In Moneyball Pitt represents an adoring father, and his professional recklessness is meant to be entirely compartmentalized: Billy Beane is trying to change the game of baseball and regularly throws plastic chairs into walls at the stadium; but the bonding scenes of Pitt and Dorsey seem to suggest that he leaves his rogue attitudes at the office (except for one scene in which he makes Casey a ridiculously huge ice cream sundae—but we'll let that one slide).

Yet in the scene above, a little glimpse of Tyler Durden bursts into view. In this brief utterance, Pitt sends up commercial air travel and mocks it as a dubious project. The sterile white background of the scene—the generic concourse ambiance—underscores the sentiment here, as the exclusive privilege of flight is shown to be something rather drab and non-distinct. And Pitt's characteristic sarcasm and dark humor punctuate the scene with something else: a specter of horrible violence (the plane crash) lurking just beyond the frame, but well within the realm of possibility.

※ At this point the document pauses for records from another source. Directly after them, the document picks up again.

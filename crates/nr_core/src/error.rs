use thiserror::Error;

#[derive(Error, Debug)]
pub enum Error {
    #[error("IO error: {0}")]
    Io(#[from] std::io::Error),

    #[error("Serialization error: {0}")]
    Serialization(#[from] serde_json::Error),

    #[error("Invalid argument: {0}")]
    InvalidArgument(String),

    #[error("Not found: {0}")]
    NotFound(String),

    #[error("Rate limited (HTTP 429): {0}")]
    RateLimited(String),

    #[error("Inference error: {0}")]
    Inference(String),

    #[error("Storage error: {0}")]
    Storage(String),

    #[error("Configuration error: {0}")]
    Config(String),

    #[error("HTTP error: {0}")]
    Http(#[from] reqwest::Error),

    #[error("External error: {0}")]
    External(#[from] anyhow::Error),
}

impl Error {
    /// True when the failure looks like upstream throttling.
    pub fn is_rate_limit(&self) -> bool {
        match self {
            Error::RateLimited(_) => true,
            Error::Http(e) => e.status().map_or(false, |s| s.as_u16() == 429),
            other => other.to_string().contains("429"),
        }
    }
}

pub type Result<T> = std::result::Result<T, Error>;
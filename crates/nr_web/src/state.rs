use std::sync::Arc;
use nr_search::NewsService;

pub struct AppState {
    pub service: Arc<NewsService>,
}

impl AppState {
    pub fn new(service: NewsService) -> Self {
        Self {
            service: Arc::new(service),
        }
    }
}
pub mod ranking;
pub mod service;

pub use ranking::Ranker;
pub use service::NewsService;

pub mod prelude {
    pub use super::service::NewsService;
    pub use nr_core::{Article, ArticleSummary, Error, NewsQuery, QueryResult, Result};
}
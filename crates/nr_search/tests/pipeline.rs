use std::sync::atomic::{AtomicUsize, Ordering};
use std::sync::Arc;
use async_trait::async_trait;
use nr_core::geo::distance_km;
use nr_core::{Article, EntityExtraction, Error, LanguageModel, NewsQuery, Result, SummaryOutcome};
use nr_inference::models::DummyModel;
use nr_inference::RetryPolicy;
use nr_search::ranking::published_key;
use nr_search::NewsService;
use nr_storage::InMemoryStorage;

const SEED: &str = r#"[
  {"id": "n1", "title": "City council approves new park", "description": "The downtown park will open next summer after a unanimous vote.",
   "url": "http://n.test/1", "publication_date": "2025-03-01T09:00:00", "source_name": "Local Herald",
   "category": ["local", "politics"], "relevance_score": 0.91, "latitude": 0.0, "longitude": 0.05},
  {"id": "n2", "title": "Storm warning for the coast", "description": "Forecasters expect heavy rain and strong winds through the weekend.",
   "url": "http://n.test/2", "publication_date": "2025-03-03T12:00:00", "source_name": "Weather Wire",
   "category": ["weather"], "relevance_score": 0.55, "latitude": 0.0, "longitude": 0.2},
  {"id": "n3", "title": "Local team wins final", "description": "Fans celebrated late into the night after the championship win.",
   "url": "http://n.test/3", "publication_date": "2025-02-27T21:00:00", "source_name": "local herald",
   "category": ["sports", "local"], "relevance_score": 0.78, "latitude": 0.01, "longitude": 0.01},
  {"id": "n4", "title": "Tech giant reports record profit", "description": null,
   "url": "http://n.test/4", "publication_date": "2025-03-02T08:30:00", "source_name": "Business Daily",
   "category": ["business"], "relevance_score": 0.83},
  {"id": "n5", "title": "New library hours", "description": "Short note",
   "url": "http://n.test/5", "publication_date": "2025-01-15T10:00:00", "source_name": "Local Herald",
   "category": ["local"], "relevance_score": 0.32, "latitude": 0.02},
  {"id": "n6", "title": "Park cleanup volunteers needed", "description": "Volunteers gather on Saturday to clean the riverside park.",
   "url": "http://n.test/6", "publication_date": "2025-03-04T07:00:00", "source_name": "Local Herald",
   "category": ["local"], "relevance_score": 0.74, "latitude": 0.03, "longitude": 0.03},
  {"id": "n7", "title": "Farmers market returns", "description": "The weekly market reopens with more stalls than last year.",
   "url": "http://n.test/7", "publication_date": "2025-03-05T06:00:00", "source_name": "Local Herald",
   "category": ["local"], "relevance_score": 0.88}
]"#;

#[derive(Debug, Default)]
struct FailingModel {
    summarize_calls: AtomicUsize,
}

#[async_trait]
impl LanguageModel for FailingModel {
    fn name(&self) -> &str {
        "Failing"
    }

    async fn extract_intent_and_entities(&self, _query: &str) -> Option<EntityExtraction> {
        None
    }

    async fn summarize(&self, _text: &str) -> Result<Option<SummaryOutcome>> {
        self.summarize_calls.fetch_add(1, Ordering::SeqCst);
        Err(Error::RateLimited("resource exhausted".to_string()))
    }
}

fn storage() -> Arc<InMemoryStorage> {
    Arc::new(InMemoryStorage::from_json_str(SEED).unwrap())
}

fn dummy_service() -> NewsService {
    NewsService::new(storage(), Arc::new(DummyModel::new()))
}

#[tokio::test]
async fn test_filters_hold_and_results_are_capped() {
    let svc = dummy_service();

    let category = svc.by_category("local").await.unwrap();
    assert_eq!(category.total_results, 5);
    assert!(category.articles.iter().all(|a| a.category.contains(&"local".to_string())));
    let keys: Vec<_> = category.articles.iter().map(|a| published_key(&a.publication_date)).collect();
    assert!(keys.windows(2).all(|w| w[0] >= w[1]));

    let source = svc.by_source("LOCAL HERALD").await.unwrap();
    assert!(source.articles.iter().all(|a| a.source_name.eq_ignore_ascii_case("local herald")));
    let ids: Vec<&str> = source.articles.iter().map(|a| a.id.as_str()).collect();
    assert_eq!(ids, vec!["n7", "n6", "n1", "n3", "n5"]);

    let score = svc.by_score(0.7).await.unwrap();
    assert_eq!(score.total_results, 5);
    let scores: Vec<f64> = score.articles.iter().map(|a| a.relevance_score.unwrap()).collect();
    assert_eq!(scores, vec![0.91, 0.88, 0.83, 0.78, 0.74]);
}

#[tokio::test]
async fn test_nearby_orders_by_distance() {
    let svc = dummy_service();
    let result = svc.nearby(0.0, 0.0, 10.0).await.unwrap();
    assert_eq!(result.query, "nearby:lat=0,lon=0,radius=10");

    let ids: Vec<&str> = result.articles.iter().map(|a| a.id.as_str()).collect();
    // n2 is ~22 km away, n5 has no longitude
    assert_eq!(ids, vec!["n3", "n6", "n1"]);

    let distances: Vec<f64> = result
        .articles
        .iter()
        .map(|a| distance_km(0.0, 0.0, a.latitude.unwrap(), a.longitude.unwrap()))
        .collect();
    assert!(distances.windows(2).all(|w| w[0] <= w[1]));
    assert!(distances.iter().all(|d| *d <= 10.0));
}

#[tokio::test]
async fn test_dummy_pipeline_summaries() {
    let svc = dummy_service();
    let result = svc.execute(NewsQuery::Search("park".to_string()), None).await.unwrap();
    assert_eq!(result.articles[0].id, "n1");
    for article in &result.articles {
        assert!(!article.llm_summary.is_empty());
    }
}

#[tokio::test(start_paused = true)]
async fn test_failing_model_still_yields_summaries() {
    let model = Arc::new(FailingModel::default());
    let svc = NewsService::new(storage(), model.clone());

    let result = svc.by_source("business daily").await.unwrap();
    assert_eq!(result.total_results, 1);
    // no description, so the title becomes the fallback
    assert_eq!(result.articles[0].llm_summary, "Tech giant reports record profit");
    assert_eq!(model.summarize_calls.load(Ordering::SeqCst), 2);

    let result = svc.by_category("weather").await.unwrap();
    let summary = &result.articles[0].llm_summary;
    assert!(summary.starts_with("Forecasters expect heavy rain"));
    assert!(summary.ends_with("..."));
    assert_eq!(model.summarize_calls.load(Ordering::SeqCst), 4);
}

#[tokio::test(start_paused = true)]
async fn test_retry_policy_controls_attempts() {
    let model = Arc::new(FailingModel::default());
    let svc = NewsService::new(storage(), model.clone()).with_retry_policy(RetryPolicy {
        max_attempts: 3,
        base_delay: std::time::Duration::from_millis(100),
    });

    let started = tokio::time::Instant::now();
    let result = svc.by_source("business daily").await.unwrap();
    assert_eq!(model.summarize_calls.load(Ordering::SeqCst), 3);
    // 100 ms + 200 ms between the three attempts
    assert!(started.elapsed() >= std::time::Duration::from_millis(300));
    assert_eq!(result.articles[0].llm_summary, "Tech giant reports record profit");
}

#[tokio::test]
async fn test_request_does_not_mutate_corpus() {
    let store = storage();
    let svc = NewsService::new(store.clone(), Arc::new(DummyModel::new()));
    svc.by_category("local").await.unwrap();

    let all: Vec<Article> = nr_core::ArticleProvider::fetch_all(store.as_ref()).await.unwrap();
    assert!(all.iter().all(|a| a.llm_summary == "Summary unavailable."));
}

This scene in Moneyball works somewhat like the airport appearances in the Hardy Boys airport mysteries that I discuss in chapter 3 of my book: they jam together bland terminal backgrounds with looming explosions and violence. This problem also appears in a provocative sculpture by the artist Srdjan Loncar, "Abstraction I" (2003):


This piece is a three-dimensional collage—or in Loncar's words, a "distorted mosaic"—made from photographs of actual airplane disasters. It juxtaposes in a single object the mundane surfaces of flight and their distended flaring ends. It is interesting to note that though its completion date was 2003, the sculpture was conceived prior to 2001. And of course we must note that Moneyball takes place in 2002—Pitt's offhand reference to plane crashes cannot help but be loaded with the cultural baggage of that moment. It's in the air.